━━━ THE DATA
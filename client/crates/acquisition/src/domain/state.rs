//! Workflow States and Events

use std::fmt;

use crate::domain::value_objects::ImageSide;

/// Acquisition workflow state
#[derive(Debug, Clone, Copy, PartialEq, Eq, Hash, Default)]
pub enum WorkflowState {
    #[default]
    Idle,
    AwaitingImages,
    Submitting,
    Reviewing,
    Editing,
    Confirming,
    Confirmed,
}

impl WorkflowState {
    /// A remote request is pending
    pub const fn is_in_flight(&self) -> bool {
        matches!(self, WorkflowState::Submitting | WorkflowState::Confirming)
    }

    pub const fn as_str(&self) -> &'static str {
        match self {
            WorkflowState::Idle => "idle",
            WorkflowState::AwaitingImages => "awaiting images",
            WorkflowState::Submitting => "submitting",
            WorkflowState::Reviewing => "reviewing candidates",
            WorkflowState::Editing => "editing draft",
            WorkflowState::Confirming => "confirming",
            WorkflowState::Confirmed => "confirmed",
        }
    }
}

impl fmt::Display for WorkflowState {
    fn fmt(&self, f: &mut fmt::Formatter<'_>) -> fmt::Result {
        f.write_str(self.as_str())
    }
}

/// Workflow event, as reported in transition errors
#[derive(Debug, Clone, Copy, PartialEq, Eq, Hash)]
pub enum Event {
    SelectImage(ImageSide),
    Submit,
    SubmitCompleted,
    ChooseCandidate,
    EnterManually,
    EditField,
    Confirm,
    ConfirmCompleted,
    Reset,
}

impl fmt::Display for Event {
    fn fmt(&self, f: &mut fmt::Formatter<'_>) -> fmt::Result {
        match self {
            Event::SelectImage(side) => write!(f, "select the {} image", side),
            Event::Submit => f.write_str("submit"),
            Event::SubmitCompleted => f.write_str("complete a submission"),
            Event::ChooseCandidate => f.write_str("choose a candidate"),
            Event::EnterManually => f.write_str("enter a card manually"),
            Event::EditField => f.write_str("edit the draft"),
            Event::Confirm => f.write_str("confirm"),
            Event::ConfirmCompleted => f.write_str("complete a confirmation"),
            Event::Reset => f.write_str("reset"),
        }
    }
}
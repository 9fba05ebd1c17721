//! Session Context
//!
//! One user session: the credential store, the acquisition workflow and a
//! shared gateway handle. Sessions share nothing else, so several can run
//! side by side.

use std::sync::Arc;

use gateway::RemoteGateway;
use gateway::dto::CollectionFilter;
use kernel::error::{app_error::AppResult, kind::ErrorKind};
use kernel::id::SessionId;
use platform::secret::ClearTextPassword;
use session::{Credential, RegisterOutput, SessionResult, SessionStore};

use crate::application::workflow::AcquisitionWorkflow;
use crate::domain::collection::{CollectionEntry, CollectionStats};
use crate::domain::entities::Recognition;
use crate::error::{AcquisitionError, AcquisitionResult};

/// Per-session context
///
/// A gated call answered with `Auth` clears the credential here, through
/// [`SessionStore::invalidate`].
pub struct SessionContext<G>
where
    G: RemoteGateway,
{
    id: SessionId,
    gateway: Arc<G>,
    session: SessionStore<G>,
    workflow: AcquisitionWorkflow,
}

impl<G> SessionContext<G>
where
    G: RemoteGateway,
{
    pub fn new(gateway: Arc<G>) -> Self {
        let id = SessionId::new();
        tracing::debug!(session_id = %id, "Session opened");
        Self {
            id,
            session: SessionStore::new(gateway.clone()),
            gateway,
            workflow: AcquisitionWorkflow::new(),
        }
    }

    pub fn id(&self) -> SessionId {
        self.id
    }

    pub fn gateway(&self) -> &G {
        &self.gateway
    }

    pub fn session(&self) -> &SessionStore<G> {
        &self.session
    }

    pub fn credential(&self) -> Option<&Credential> {
        self.session.credential()
    }

    pub fn workflow(&self) -> &AcquisitionWorkflow {
        &self.workflow
    }

    /// Local workflow events (image selection, candidate choice, edits, reset)
    pub fn workflow_mut(&mut self) -> &mut AcquisitionWorkflow {
        &mut self.workflow
    }

    // ------------------------------------------------------------------------
    // Account
    // ------------------------------------------------------------------------

    pub async fn register(
        &self,
        email: impl Into<String>,
        password: ClearTextPassword,
    ) -> SessionResult<RegisterOutput> {
        self.session.register(email, password).await
    }

    pub async fn login(
        &mut self,
        email: impl Into<String>,
        password: ClearTextPassword,
    ) -> SessionResult<&Credential> {
        let credential = self.session.login(email, password).await?;
        tracing::info!(session_id = %self.id, "Session authenticated");
        Ok(credential)
    }

    pub fn logout(&mut self) -> bool {
        self.session.logout()
    }

    // ------------------------------------------------------------------------
    // Gated workflow steps
    // ------------------------------------------------------------------------

    /// Submit the selected images
    pub async fn submit(&mut self) -> AcquisitionResult<&Recognition> {
        let result = self
            .workflow
            .submit(self.gateway.as_ref(), self.session.credential())
            .await;
        if let Err(err) = &result {
            Self::expire_on_auth(&mut self.session, self.id, err);
        }
        result
    }

    /// Confirm the current draft
    pub async fn confirm(&mut self) -> AcquisitionResult<&str> {
        let result = self
            .workflow
            .confirm(self.gateway.as_ref(), self.session.credential())
            .await;
        if let Err(err) = &result {
            Self::expire_on_auth(&mut self.session, self.id, err);
        }
        result
    }

    // ------------------------------------------------------------------------
    // Collection (read-only)
    // ------------------------------------------------------------------------

    pub async fn collection(&mut self, filter: &CollectionFilter) -> AcquisitionResult<Vec<CollectionEntry>> {
        let outcome = {
            let token = self.session.require_token()?;
            self.gateway.list_collection(token, filter).await
        };
        let entries = self.gated(outcome)?;
        tracing::debug!(session_id = %self.id, entries = entries.len(), "Collection listed");
        Ok(entries.into_iter().map(CollectionEntry::from).collect())
    }

    /// Total value of the collection
    pub async fn collection_value(&mut self) -> AcquisitionResult<f64> {
        let outcome = {
            let token = self.session.require_token()?;
            self.gateway.collection_value(token).await
        };
        Ok(self.gated(outcome)?.total_value)
    }

    pub async fn collection_stats(&mut self) -> AcquisitionResult<CollectionStats> {
        let outcome = {
            let token = self.session.require_token()?;
            self.gateway.collection_stats(token).await
        };
        Ok(self.gated(outcome)?.into())
    }

    fn gated<T>(&mut self, outcome: AppResult<T>) -> AcquisitionResult<T> {
        outcome.map_err(|e| {
            let err = AcquisitionError::Remote(e);
            err.log();
            Self::expire_on_auth(&mut self.session, self.id, &err);
            err
        })
    }

    fn expire_on_auth(session: &mut SessionStore<G>, id: SessionId, err: &AcquisitionError) {
        if err.kind() == ErrorKind::Auth && err.is_remote() && session.invalidate(&err.to_string()) {
            tracing::warn!(session_id = %id, "Signed out after the service rejected the credential");
        }
    }
}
━━━━━━
WHAT TO DO ::
Go through the material above, find each line with the string "Recognition", and copy it.

EXERCISE SOLUTION ::
use crate::domain::entities::Recognition;
    pub async fn submit(&mut self) -> AcquisitionResult<&Recognition> {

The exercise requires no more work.